Anxiety dreams occur when the daily stress and insecurities of our lives go all Freddy Krueger and infiltrate our unconscious minds. Frankly, I’d take a good old-fashioned nightmare over an anxiety dream. A quip-spouting, blade-fingered guy in a sweater has nothing on these distressing dreams of relentless unease and horrible apprehension, with a constant undercurrent of foreboding dread. Here are four I’ve been suffering through that indicate I have enough issues to help a psychoanalyst finance a new beach house.

1. I’m falling.

From where? I have no idea. Why? Who knows? Much like porn, this dream doesn’t bother with plot, and gets right to the action.
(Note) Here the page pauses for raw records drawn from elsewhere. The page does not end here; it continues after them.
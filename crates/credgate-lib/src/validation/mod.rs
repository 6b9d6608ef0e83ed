// ============================
// crates/credgate-lib/src/validation/mod.rs
// ============================
//! Password policy and registration input validation.

use regex::Regex;
use std::sync::LazyLock;
use thiserror::Error;

use crate::config::PasswordPolicy;
use crate::error::AuthError;

/// Hard ceiling on password length, independent of policy. Keeps KDF input bounded.
pub const MAX_PASSWORD_LENGTH: usize = 128;
const MAX_USERNAME_LENGTH: usize = 64;
const MAX_EMAIL_LENGTH: usize = 254; // RFC 5321 SMTP limit

static USERNAME_REGEX: LazyLock<Regex> =
    LazyLock::new(|| Regex::new(r"^[A-Za-z0-9._-]+$").expect("valid username regex"));
static EMAIL_REGEX: LazyLock<Regex> = LazyLock::new(|| {
    Regex::new(r"^[a-zA-Z0-9._%+-]+@[a-zA-Z0-9.-]+\.[a-zA-Z]{2,}$").expect("valid email regex")
});

/// A single password rule that a candidate failed
#[derive(Error, Debug, Clone, PartialEq, Eq)]
pub enum Violation {
    #[error("Password must be at least {min_length} characters long")]
    TooShort { min_length: usize },

    #[error("Password must be at most {max_length} characters long")]
    TooLong { max_length: usize },

    #[error("Password must contain at least one uppercase letter")]
    MissingUppercase,

    #[error("Password must contain at least one lowercase letter")]
    MissingLowercase,

    #[error("Password must contain at least one number")]
    MissingDigit,

    #[error("Password must contain at least one special character")]
    MissingSpecialChar,

    #[error("Password contains a common word that is not allowed")]
    DictionaryWord,

    #[error("Password was used recently, choose one not among the last {history_size}")]
    RecentlyUsed { history_size: usize },
}

/// Pass/fail per rule, in the shape a signup form renders next to the input
#[derive(Debug, Clone, Copy, PartialEq, Eq)]
pub struct Requirements {
    pub length: bool,
    pub uppercase: bool,
    pub lowercase: bool,
    pub numbers: bool,
    pub special_chars: bool,
    pub dictionary: bool,
}

/// Outcome of checking a password against a policy
#[derive(Debug, Clone, PartialEq, Eq)]
pub struct PasswordCheck {
    /// Every rule that failed, in a stable order
    pub violations: Vec<Violation>,
    /// Per-rule result; disabled rules report `true`
    pub requirements: Requirements,
}

impl PasswordCheck {
    /// True when no rule failed
    pub fn is_valid(&self) -> bool {
        self.violations.is_empty()
    }

    /// Convert into a `PasswordRejected` error when any rule failed
    pub fn into_result(self) -> Result<(), AuthError> {
        if self.is_valid() {
            Ok(())
        } else {
            Err(AuthError::PasswordRejected(self.violations))
        }
    }
}

fn is_special(c: char) -> bool {
    !c.is_alphanumeric() && !c.is_whitespace()
}

/// Check a password against every rule of the policy. Does not short-circuit:
/// all failing rules are reported.
pub fn validate_password(password: &str, policy: &PasswordPolicy) -> PasswordCheck {
    let length = password.chars().count();
    let lowered = password.to_lowercase();

    let requirements = Requirements {
        length: length >= policy.min_length && length <= MAX_PASSWORD_LENGTH,
        uppercase: !policy.require_uppercase || password.chars().any(char::is_uppercase),
        lowercase: !policy.require_lowercase || password.chars().any(char::is_lowercase),
        numbers: !policy.require_numbers || password.chars().any(|c| c.is_ascii_digit()),
        special_chars: !policy.require_special_chars || password.chars().any(is_special),
        dictionary: !policy
            .dictionary_words
            .iter()
            .any(|word| lowered.contains(&word.to_lowercase())),
    };

    let mut violations = Vec::new();
    if length < policy.min_length {
        violations.push(Violation::TooShort { min_length: policy.min_length });
    }
    if length > MAX_PASSWORD_LENGTH {
        violations.push(Violation::TooLong { max_length: MAX_PASSWORD_LENGTH });
    }
    if !requirements.uppercase {
        violations.push(Violation::MissingUppercase);
    }
    if !requirements.lowercase {
        violations.push(Violation::MissingLowercase);
    }
    if !requirements.numbers {
        violations.push(Violation::MissingDigit);
    }
    if !requirements.special_chars {
        violations.push(Violation::MissingSpecialChar);
    }
    if !requirements.dictionary {
        violations.push(Violation::DictionaryWord);
    }

    PasswordCheck { violations, requirements }
}

/// Possible input validation errors
#[derive(Error, Debug)]
pub enum ValidationError {
    #[error("Invalid username: {0}")]
    InvalidUsername(String),

    #[error("Invalid email: {0}")]
    InvalidEmail(String),
}

impl From<ValidationError> for AuthError {
    fn from(err: ValidationError) -> Self {
        AuthError::InvalidInput(err.to_string())
    }
}

/// Result type for validation operations
pub type ValidationResult<T> = Result<T, ValidationError>;

/// Trim and validate a username
pub fn validate_username(username: &str) -> ValidationResult<&str> {
    let username = username.trim();
    if username.is_empty() {
        return Err(ValidationError::InvalidUsername(
            "Username must not be empty".to_string(),
        ));
    }

    if username.chars().count() > MAX_USERNAME_LENGTH {
        return Err(ValidationError::InvalidUsername(format!(
            "Username must be at most {MAX_USERNAME_LENGTH} characters"
        )));
    }

    if !USERNAME_REGEX.is_match(username) {
        return Err(ValidationError::InvalidUsername(
            "Username may only contain letters, digits, '.', '_' and '-'".to_string(),
        ));
    }

    Ok(username)
}

/// Trim and validate an email address
pub fn validate_email(email: &str) -> ValidationResult<&str> {
    let email = email.trim();
    if email.is_empty() {
        return Err(ValidationError::InvalidEmail(
            "Email must not be empty".to_string(),
        ));
    }

    if email.len() > MAX_EMAIL_LENGTH {
        return Err(ValidationError::InvalidEmail(format!(
            "Email must be at most {MAX_EMAIL_LENGTH} characters"
        )));
    }

    if !EMAIL_REGEX.is_match(email) {
        return Err(ValidationError::InvalidEmail(
            "Email format is invalid".to_string(),
        ));
    }

    Ok(email)
}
It starts abruptly with me in the air, miles above the earth, plummeting downward as if I’ve jumped from a plane without the benefit of a parachute. The feeling is both terrifying and exhilarating, with that semi-nauseous pit in the stomach that I get in real life on a rollercoaster ride. Except there’s no rollercoaster, just me, rushing through space toward a beautiful expanse of rural landscape that I’m inevitably going to spoil with my splattered organs. Then, in the split-second before I smack the ground, the dream ends.

2. I’m enrolled in a class I haven’t attended all semester.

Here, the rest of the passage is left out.